AVMA designates Executive Branch Fellowship

Published on
information-circle This article is more than 3 years old

A recommendation from the AVMA Legislative Advisory Committee approved by the Executive Board coverts one of the three existing AVMA Congressional Fellowships to an Executive Branch Fellowship. This means that it is anticipated beginning in 2004, one of the fellows will work for a federal agency, such as the new Department of Homeland Security, rather than in Congress.

The AVMA and American Veterinary Medical Foundation participate in the American Association for the Advancement of Science program as sponsors for the Congressional Fellowship Program. The AVMA and AVMF select up to three fellows each year and sponsor their participation. The fellows spend one year on Capitol Hill serving as technical and scientific advisers to members of Congress or on congressional committees.

The LAC believes that converting one of the fellowships to an Executive Branch Fellowship would provide veterinarians with an invaluable public policy learning experience that they can use to influence future local, state, or national public policy.
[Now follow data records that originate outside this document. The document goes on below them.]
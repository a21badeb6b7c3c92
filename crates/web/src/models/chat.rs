//! Operations-chat models.

use chrono::{DateTime, SecondsFormat, Utc};
use serde::Serialize;

use freightline_core::{ChatMessageId, UserId};

/// A stored chat message.
#[derive(Debug, Clone)]
pub struct ChatMessage {
    pub id: ChatMessageId,
    pub sender_id: UserId,
    /// Channel the message was posted on (`presence-ops` or `admin-{id}`).
    pub channel: String,
    pub body: String,
    pub created_at: DateTime<Utc>,
}

/// Chat message as rendered on the wire and in trigger payloads.
#[derive(Debug, Clone, Serialize)]
pub struct ChatMessageView {
    pub id: ChatMessageId,
    pub sender_id: UserId,
    pub sender_name: String,
    pub body: String,
    pub created_at: String,
}

impl ChatMessageView {
    /// Build the wire view, pairing the stored row with the sender's
    /// display name resolved from the session.
    #[must_use]
    pub fn new(message: &ChatMessage, sender_name: &str) -> Self {
        Self {
            id: message.id,
            sender_id: message.sender_id,
            sender_name: sender_name.to_string(),
            body: message.body.clone(),
            created_at: message
                .created_at
                .to_rfc3339_opts(SecondsFormat::Millis, true),
        }
    }
}
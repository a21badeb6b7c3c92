//! Business-logic services.

pub mod auth;
pub mod realtime;
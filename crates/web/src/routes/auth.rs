//! Authentication route handlers.
//!
//! Handles login, registration, and logout against the local account store.

use askama::Template;
use askama_web::WebTemplate;
use axum::{
    Form,
    extract::{Query, State},
    response::{IntoResponse, Redirect, Response},
};
use serde::Deserialize;
use tower_sessions::Session;

use freightline_core::Role;

use crate::error::{clear_sentry_user, set_sentry_user};
use crate::filters;
use crate::middleware::{clear_current_user, set_current_user};
use crate::models::CurrentUser;
use crate::models::user::User;
use crate::services::auth::{AuthError, AuthService};
use crate::state::AppState;

// =============================================================================
// Form Types
// =============================================================================

/// Login form data.
#[derive(Debug, Deserialize)]
pub struct LoginForm {
    pub email: String,
    pub password: String,
}

/// Registration form data.
#[derive(Debug, Deserialize)]
pub struct RegisterForm {
    pub email: String,
    pub name: Option<String>,
    pub password: String,
    pub password_confirm: String,
}

/// Query parameters for error/success display.
#[derive(Debug, Deserialize)]
pub struct MessageQuery {
    pub error: Option<String>,
    pub success: Option<String>,
}

// =============================================================================
// Templates
// =============================================================================

/// Login page template.
#[derive(Template, WebTemplate)]
#[template(path = "auth/login.html")]
pub struct LoginTemplate {
    pub error: Option<String>,
    pub success: Option<String>,
}

/// Register page template.
#[derive(Template, WebTemplate)]
#[template(path = "auth/register.html")]
pub struct RegisterTemplate {
    pub error: Option<String>,
}

// =============================================================================
// Helpers
// =============================================================================

fn session_user(user: &User) -> CurrentUser {
    CurrentUser {
        id: user.id,
        email: user.email.clone(),
        name: user.name.clone(),
        role: user.role,
    }
}

/// Where a freshly logged-in user lands.
const fn landing_page(role: Role) -> &'static str {
    match role {
        Role::Admin => "/dashboard",
        Role::Customer => "/tracking",
    }
}

// =============================================================================
// Login Routes
// =============================================================================

/// Display the login page.
pub async fn login_page(Query(query): Query<MessageQuery>) -> impl IntoResponse {
    LoginTemplate {
        error: query.error,
        success: query.success,
    }
}

/// Handle login form submission.
pub async fn login(
    State(state): State<AppState>,
    session: Session,
    Form(form): Form<LoginForm>,
) -> Response {
    let auth = AuthService::new(state.pool());

    match auth.login(&form.email, &form.password).await {
        Ok(user) => {
            let current = session_user(&user);
            if let Err(e) = set_current_user(&session, &current).await {
                tracing::error!("Failed to set session: {}", e);
                return Redirect::to("/auth/login?error=session").into_response();
            }

            set_sentry_user(&user.id, Some(user.email.as_str()));
            Redirect::to(landing_page(user.role)).into_response()
        }
        Err(e) => {
            tracing::warn!("Login failed: {}", e);
            Redirect::to("/auth/login?error=credentials").into_response()
        }
    }
}

// =============================================================================
// Registration Routes
// =============================================================================

/// Display the registration page.
pub async fn register_page(Query(query): Query<MessageQuery>) -> impl IntoResponse {
    RegisterTemplate { error: query.error }
}

/// Handle registration form submission.
///
/// Self-service registration always creates customer accounts; operations
/// staff are provisioned through the CLI.
pub async fn register(
    State(state): State<AppState>,
    session: Session,
    Form(form): Form<RegisterForm>,
) -> Response {
    // Validate passwords match
    if form.password != form.password_confirm {
        return Redirect::to("/auth/register?error=password_mismatch").into_response();
    }

    let auth = AuthService::new(state.pool());

    match auth
        .register(
            &form.email,
            form.name.as_deref().filter(|n| !n.is_empty()),
            &form.password,
            Role::Customer,
        )
        .await
    {
        Ok(user) => {
            let current = session_user(&user);
            if let Err(e) = set_current_user(&session, &current).await {
                tracing::error!("Failed to set session after registration: {}", e);
                return Redirect::to("/auth/login?error=session").into_response();
            }

            set_sentry_user(&user.id, Some(user.email.as_str()));
            Redirect::to(landing_page(user.role)).into_response()
        }
        Err(AuthError::UserAlreadyExists) => {
            Redirect::to("/auth/register?error=email_taken").into_response()
        }
        Err(AuthError::WeakPassword(_)) => {
            Redirect::to("/auth/register?error=password_too_short").into_response()
        }
        Err(AuthError::InvalidEmail(_)) => {
            Redirect::to("/auth/register?error=invalid_email").into_response()
        }
        Err(e) => {
            tracing::warn!("Registration failed: {}", e);
            Redirect::to("/auth/register?error=failed").into_response()
        }
    }
}

// =============================================================================
// Logout Route
// =============================================================================

/// Handle logout.
///
/// Clears the session user and destroys the session.
pub async fn logout(session: Session) -> Response {
    if let Err(e) = clear_current_user(&session).await {
        tracing::error!("Failed to clear session: {}", e);
    }

    // Also destroy the entire session
    if let Err(e) = session.flush().await {
        tracing::error!("Failed to flush session: {}", e);
    }

    clear_sentry_user();

    Redirect::to("/").into_response()
}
Each year, the AVMA Executive Branch Fellow could be placed in a different Executive Branch office, based on the need for scientific expertise in the agency and the learning opportunity offered by that office.

Before approving the recommendation, board members debated the merits of making such a designation in the fellowship program. Dr. Robert E. Hertzog, District VII representative, supports placing a veterinarian in one of the federal agencies, given the emphasis on biosecurity and agroterrorism. This is the time to get involved, he said.

"We have an opportunity to really make an impression on biosecurity and food safety," Dr. Gregory S. Hammer, District II representative, said.

But several other board members were not as certain the Executive Branch designation was a good idea. They were concerned that an executive-level fellow might not wield the same influence as he or she does at the legislative level.

A majority of the board approved the recommendation; it was then approved by consensus that the first Executive Branch Fellow is to serve in the Department of Homeland Security.